高コスト構造の最大の要因として、日本のインフラ費用の高さ、人件費の高さがあげられる。しかし、このような不可避な要因だけではなく、運営面のまずさによる部分も大きい。資本集約的なコンテナターミナルのオペレーションでは、施設をフルに利用することが必要であるが、現在はフル活動を妨げる硬直的な運営が行なわれており、改善が必要である。
3) 柔軟性の確保
低コスト化の要請は、柔軟性の確保と密接に関連している。荷主ニーズは、港湾物流の改善のみにあるのではなく、複合輸送による連続したドア・ツー・ドア輸送のフローにおいて、結節点である港湾での柔軟な対応を求めている。港湾は、荷主の物流からみた場合、その利用自体が目的ではなく、一貫した物流を構成する一部なのである。
港湾で貨物が滞留することなく、迅速に貨物が積み替えられることが求められている。輸入貨物のなかには、迅速性だけでなく、ラベル貼り、検品、需給調整などの様々な機能が求められる場合があり、これらの機能に柔軟に対応する必要がある。
しかしながら、日本の港湾では、かならずしも柔軟な運営が行なわれていない。日本の港湾運営体制に対しては、日本の船社だけでなく欧米諸国からも是正を求める意見が寄せられている。アメリカ、EUからは日曜荷役の制約、事前協議制による船社の荷役事業者選択の制約、コンテナ貨物の検量義務づけなどに対して改善要求が出されている。この問題は、外交問題にまで発展し、日本船社に対する課徴金の賦課まで発展したが、ようやく収拾の方向に向かいつつある。
港湾運送事業に対しては、現在、港湾ごと、事業区分ごとに免許制がとられ、ほとんど新規参入がみられないほど厳しい運用が行なわれている。運輸省では、港湾運送事業を含め物流部門全般について需給調整の廃上による参入規制緩和、運賃規制の緩和が方向として示されたが、早急な導入が求められている。
4) 国内物流の効率化
価格破壊のなかで、物流費用の構成比のうち国内物流費の高さが目立つようになっている。低価格の製品を輸入しても、アジアの生産拠点から日本の港湾までの海上運賃より陸揚げしてからの国内輸送費のほうが高いと指摘する声が高まっている。

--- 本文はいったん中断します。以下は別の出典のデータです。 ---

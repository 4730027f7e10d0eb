//! Turn orchestrator: the state machine that runs one game at the table.
//!
//! ```text
//! WaitingForClear -> CoinFlip -> Evaluating <-> {HumanTurnWait, RobotTurnAct}
//!                                    |
//!                                 Terminal -> (next game) WaitingForClear
//! ```
//!
//! The orchestrator is the only writer of the [`GameSession`]. A rule
//! violation discards the session, commands a reshuffle and starts over
//! from `WaitingForClear` without returning to the caller. That includes
//! a board disturbed while the robot was placing its piece. Collaborator
//! and codec failures stop the run.

use super::codec::{BoardCodec, CellClassifier, DecodedFrame, ValidityClassifier};
use super::collaborators::{Actuator, Camera};
use super::events::{EventSink, GameEvent};
use super::session::{GameSession, SessionError};
use super::transition::{self, Transition, Violation};
use super::{Board, Move, Mover, OrchestratorError, Outcome, engine};
use derive_getters::Getters;
use rand::Rng;
use serde::{Deserialize, Serialize};
use tracing::{debug, info, instrument, warn};

/// States of the turn orchestrator.
#[derive(Debug, Clone, Copy, PartialEq, Eq, Hash, Serialize, Deserialize, strum::Display)]
#[serde(rename_all = "snake_case")]
#[strum(serialize_all = "snake_case")]
pub enum TurnState {
    /// Waiting for a clear board and a sane frame.
    WaitingForClear,
    /// Picking the first mover.
    CoinFlip,
    /// Waiting for the human's piece to appear.
    HumanTurnWait,
    /// Choosing and placing the robot's piece.
    RobotTurnAct,
    /// Checking for a result.
    Evaluating,
    /// The game has a result.
    Terminal,
}

fn default_robot_first_probability() -> f64 {
    0.5
}

/// Coin-flip settings.
#[derive(Debug, Clone, PartialEq, Getters, Serialize, Deserialize)]
pub struct TurnConfig {
    /// Probability that the robot moves first.
    #[serde(default = "default_robot_first_probability")]
    robot_first_probability: f64,
}

impl TurnConfig {
    /// Creates a configuration with the given robot-first probability.
    pub fn new(robot_first_probability: f64) -> Self {
        Self {
            robot_first_probability,
        }
    }
}

impl Default for TurnConfig {
    fn default() -> Self {
        Self::new(default_robot_first_probability())
    }
}

/// Summary of one finished game.
#[derive(Debug, Clone, PartialEq, Eq, Getters, Serialize)]
pub struct GameReport {
    /// Final result; never `InProgress`.
    outcome: Outcome,
    /// Coin-flip winner of the game that finished.
    first_mover: Mover,
    /// Moves of the game that finished.
    moves: Vec<Move>,
    /// Final board.
    board: Board,
    /// Games aborted by rule violations before this one finished.
    restarts: u32,
}

/// How a session ended.
enum SessionEnd {
    Finished(Outcome),
    Aborted(Violation),
}

/// Drives games against a camera and an actuator.
pub struct Orchestrator<Cam, A, C, V, R> {
    camera: Cam,
    actuator: A,
    codec: BoardCodec<C, V>,
    turns: TurnConfig,
    rng: R,
    events: EventSink,
    state: TurnState,
}

impl<Cam, A, C, V, R> Orchestrator<Cam, A, C, V, R>
where
    Cam: Camera,
    A: Actuator,
    C: CellClassifier,
    V: ValidityClassifier,
    R: Rng + Send,
{
    /// Creates an orchestrator in `WaitingForClear`.
    pub fn new(
        camera: Cam,
        actuator: A,
        codec: BoardCodec<C, V>,
        turns: TurnConfig,
        rng: R,
        events: EventSink,
    ) -> Self {
        Self {
            camera,
            actuator,
            codec,
            turns,
            rng,
            events,
            state: TurnState::WaitingForClear,
        }
    }

    /// Current state.
    pub fn state(&self) -> TurnState {
        self.state
    }

    /// The actuator.
    pub fn actuator(&self) -> &A {
        &self.actuator
    }

    /// Mutable access to the actuator, for the safety gate between games.
    pub fn actuator_mut(&mut self) -> &mut A {
        &mut self.actuator
    }

    /// The camera.
    pub fn camera(&self) -> &Cam {
        &self.camera
    }

    /// Plays one game to a result, restarting after every rule violation.
    #[instrument(skip(self))]
    pub async fn play_game(&mut self) -> Result<GameReport, OrchestratorError> {
        let mut restarts = 0;
        loop {
            self.enter(TurnState::WaitingForClear);
            self.wait_for_clear().await?;

            self.enter(TurnState::CoinFlip);
            let first_mover = self.coin_flip();
            let mut session = GameSession::start(first_mover);
            info!(%first_mover, restarts, "Game started");
            self.events.emit(GameEvent::GameStarted { first_mover });

            match self.run_session(&mut session).await? {
                SessionEnd::Finished(outcome) => {
                    self.enter(TurnState::Terminal);
                    self.finish(&session, outcome).await?;
                    return Ok(GameReport {
                        outcome,
                        first_mover,
                        moves: session.history().to_vec(),
                        board: *session.board(),
                        restarts,
                    });
                }
                SessionEnd::Aborted(violation) => {
                    warn!(
                        %violation,
                        board = %session.board(),
                        "Rule violation, reshuffling and restarting"
                    );
                    self.events.emit(GameEvent::GameAborted {
                        violation,
                        board: *session.board(),
                    });
                    self.actuator.reshuffle().await?;
                    restarts += 1;
                }
            }
        }
    }

    fn enter(&mut self, to: TurnState) {
        if self.state == to {
            return;
        }
        debug!(from = %self.state, %to, "State change");
        self.events.emit(GameEvent::StateChanged {
            from: self.state,
            to,
        });
        self.state = to;
    }

    fn coin_flip(&mut self) -> Mover {
        let draw: f64 = self.rng.random();
        if draw < *self.turns.robot_first_probability() {
            Mover::Robot
        } else {
            Mover::Human
        }
    }

    /// Captures and decodes one frame.
    async fn read(&mut self) -> Result<DecodedFrame, OrchestratorError> {
        let frame = self.camera.capture().await?;
        let decoded = self.codec.decode(&frame)?;
        self.events.emit(GameEvent::BoardRead {
            board: decoded.board,
            sane: decoded.sane,
            validity: decoded.validity.label,
            confidence: decoded.validity.confidence,
        });
        Ok(decoded)
    }

    async fn wait_for_clear(&mut self) -> Result<(), OrchestratorError> {
        loop {
            let decoded = self.read().await?;
            if decoded.sane && decoded.board.is_clear() {
                debug!("Board is clear");
                return Ok(());
            }
            self.actuator.run_idle().await?;
        }
    }

    async fn run_session(
        &mut self,
        session: &mut GameSession,
    ) -> Result<SessionEnd, OrchestratorError> {
        loop {
            self.enter(TurnState::Evaluating);
            let outcome = session.outcome();
            if outcome.is_terminal() {
                return Ok(SessionEnd::Finished(outcome));
            }

            let step = match session.to_move() {
                Mover::Human => {
                    self.enter(TurnState::HumanTurnWait);
                    self.human_turn(session).await?
                }
                Mover::Robot => {
                    self.enter(TurnState::RobotTurnAct);
                    self.robot_turn(session).await?
                }
            };
            if let Some(violation) = step {
                return Ok(SessionEnd::Aborted(violation));
            }
        }
    }

    /// Polls until the human's move is seen. Returns a violation if the
    /// board changed in any other way.
    async fn human_turn(
        &mut self,
        session: &mut GameSession,
    ) -> Result<Option<Violation>, OrchestratorError> {
        self.actuator.announce_turn(Mover::Human).await?;
        loop {
            let decoded = self.read().await?;
            if !decoded.sane {
                continue;
            }

            let transition = transition::validate(session.board(), &decoded.board, Mover::Human);
            self.events.emit(GameEvent::TransitionDecided {
                prev: *session.board(),
                curr: decoded.board,
                expected: Mover::Human,
                transition: transition.clone(),
            });

            match transition {
                Transition::NoChange => self.actuator.run_idle().await?,
                Transition::LegalMove { position } => {
                    let mv = Move::new(position, Mover::Human);
                    return accept(session, mv, decoded.board);
                }
                Transition::Violation { violation } => return Ok(Some(violation)),
            }
        }
    }

    /// Chooses, executes and records the robot's move.
    ///
    /// The board confirmed by the actuator is the ground truth. If it is
    /// not the last board plus the commanded piece, the board was disturbed
    /// during the move and the game is aborted.
    async fn robot_turn(
        &mut self,
        session: &mut GameSession,
    ) -> Result<Option<Violation>, OrchestratorError> {
        self.actuator.announce_turn(Mover::Robot).await?;

        let decision = engine::choose_move(session.board(), Mover::Robot)?;
        self.events.emit(GameEvent::MoveChosen {
            mv: decision.mv,
            value: decision.value,
        });

        let board = self.actuator.execute(decision.mv).await?;
        self.events.emit(GameEvent::MoveExecuted {
            mv: decision.mv,
            board,
        });

        let transition = transition::validate(session.board(), &board, Mover::Robot);
        self.events.emit(GameEvent::TransitionDecided {
            prev: *session.board(),
            curr: board,
            expected: Mover::Robot,
            transition: transition.clone(),
        });

        if let Some(violation) = transition.placement_violation(decision.mv.position) {
            warn!(%violation, mv = %decision.mv, %board, "Board disturbed during robot move");
            return Ok(Some(violation));
        }
        accept(session, decision.mv, board)
    }

    async fn finish(
        &mut self,
        session: &GameSession,
        outcome: Outcome,
    ) -> Result<(), OrchestratorError> {
        info!(%outcome, moves = session.history().len(), "Game over");
        self.events.emit(GameEvent::GameOver {
            outcome,
            board: *session.board(),
            moves: session.history().len(),
        });
        match outcome {
            Outcome::Won(Mover::Robot) => self.actuator.run_celebration().await?,
            Outcome::Won(Mover::Human) => self.actuator.run_defeat().await?,
            Outcome::Draw => self.actuator.run_draw().await?,
            Outcome::InProgress => {}
        }
        Ok(())
    }
}

/// Records a validated move; a contested board counts as a violation.
fn accept(
    session: &mut GameSession,
    mv: Move,
    board: Board,
) -> Result<Option<Violation>, OrchestratorError> {
    match session.accept(mv, board) {
        Ok(_) => Ok(None),
        Err(SessionError::Contested { .. }) => Ok(Some(Violation::ContestedBoard)),
        Err(e) => Err(e.into()),
    }
}
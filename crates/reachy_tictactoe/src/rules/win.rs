//! Win detection.

use super::super::{Board, Mover, Position};

/// The 8 winning lines: rows, columns, diagonals.
pub const LINES: [[Position; 3]; 8] = [
    // Rows
    [Position::TopLeft, Position::TopCenter, Position::TopRight],
    [Position::MiddleLeft, Position::Center, Position::MiddleRight],
    [Position::BottomLeft, Position::BottomCenter, Position::BottomRight],
    // Columns
    [Position::TopLeft, Position::MiddleLeft, Position::BottomLeft],
    [Position::TopCenter, Position::Center, Position::BottomCenter],
    [Position::TopRight, Position::MiddleRight, Position::BottomRight],
    // Diagonals
    [Position::TopLeft, Position::Center, Position::BottomRight],
    [Position::TopRight, Position::Center, Position::BottomLeft],
];

/// Owner of each complete line on the board, one entry per line.
pub fn line_owners(board: &Board) -> Vec<Mover> {
    LINES
        .iter()
        .filter_map(|line| line_owner(board, line))
        .collect()
}

/// Returns the first side found owning a complete line.
///
/// Does not detect contested boards; use [`evaluate`](super::evaluate)
/// for that.
pub fn winner(board: &Board) -> Option<Mover> {
    LINES.iter().find_map(|line| line_owner(board, line))
}

fn line_owner(board: &Board, [a, b, c]: &[Position; 3]) -> Option<Mover> {
    let value = board.get(*a);
    if value == board.get(*b) && value == board.get(*c) {
        value.mover()
    } else {
        None
    }
}

#[cfg(test)]
mod tests {
    use super::*;

    #[test]
    fn test_no_winner_empty_board() {
        assert_eq!(winner(&Board::EMPTY), None);
        assert!(line_owners(&Board::EMPTY).is_empty());
    }

    #[test]
    fn test_winner_column() {
        let board: Board = ".R./.R./.R.".parse().unwrap();
        assert_eq!(winner(&board), Some(Mover::Robot));
    }

    #[test]
    fn test_double_line_reported_twice() {
        // Human completes a row and a column with the same corner.
        let board: Board = "HHH/HRR/HR.".parse().unwrap();
        assert_eq!(line_owners(&board), vec![Mover::Human, Mover::Human]);
    }

    #[test]
    fn test_no_winner_incomplete() {
        let board: Board = "HH./R.R/...".parse().unwrap();
        assert_eq!(winner(&board), None);
    }
}
//! The multi-game loop around the orchestrator.

use crate::sim::{Opponent, SimTable};
use crate::summary::Summary;
use rand::{Rng, SeedableRng};
use rand_pcg::Pcg64;
use reachy_tictactoe::{
    BoardCodec, EventSink, Orchestrator, OrchestratorError, PlaygroundConfig, SafetyGovernor,
};
use tokio::sync::watch;
use tracing::{info, instrument};

/// Options for one run.
#[derive(Debug, Clone, PartialEq, Eq)]
pub struct PlayOptions {
    /// Games to play; `None` plays until shut down.
    pub games: Option<u64>,
    /// How the simulated human plays.
    pub opponent: Opponent,
    /// Seed for all randomness; `None` picks one.
    pub seed: Option<u64>,
}

/// Plays games on a simulated table until `games` are done or `shutdown`
/// turns true. Shutdown is checked between games.
#[instrument(skip_all, fields(opponent = %options.opponent, games = ?options.games))]
pub async fn run(
    config: &PlaygroundConfig,
    options: &PlayOptions,
    events: EventSink,
    shutdown: watch::Receiver<bool>,
) -> Result<Summary, OrchestratorError> {
    let seed = options.seed.unwrap_or_else(|| rand::rng().random());
    info!(seed, "Seeding run");

    let table = SimTable::new(
        config.codec(),
        options.opponent,
        Pcg64::seed_from_u64(seed.wrapping_add(1)),
    );
    let codec = BoardCodec::new(table.cells, table.validity, config.codec().clone());
    let governor = SafetyGovernor::new(config.safety().clone());
    let mut orchestrator = Orchestrator::new(
        table.camera,
        table.arm,
        codec,
        config.turns().clone(),
        Pcg64::seed_from_u64(seed),
        events.clone(),
    );

    let mut summary = Summary::default();
    while options.games.is_none_or(|n| summary.games < n) {
        if *shutdown.borrow() {
            info!("Shutdown requested");
            break;
        }
        if governor
            .gate(orchestrator.actuator_mut(), &events)
            .await?
            .is_some()
        {
            summary.cooldowns += 1;
        }

        let report = orchestrator.play_game().await?;
        summary.record(&report);
        info!(
            game = summary.games,
            outcome = %report.outcome(),
            restarts = report.restarts(),
            "Game finished"
        );
    }
    Ok(summary)
}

地方の荷主企業のなかには、国内輸送費を削減するため、最寄りの地方港を利用する動きが活発化している。多くの地方港が韓国、台湾と航路を開設しており、この動きを加速している。
国際物流の一貫として国内物流を効率化していく必要がある。港湾と内陸に立地する荷主企業とのアクセスを改善し、ドア・ツー・ドアで効率的な物流体制を整備することが求められている。現在、コンテナに貨物を積載した車両は車両総重量規制や高さ制限のため通行可能な道路が限定されており、早急に道路・橋梁・トンネルなどの補修を進め、通行可能な道路網を整備していくことが必要である。
また、国内輸送部分で低廉な内航海運の利用を進めるため、外貿バースと内貿バースとの連携を強化する必要がある。内航船が外貿バースに着岸してフィーダー貨物を積みとることを容易にしたり、外貿バースと内貿バースの関連性に基づいた配置を考慮することが求められている。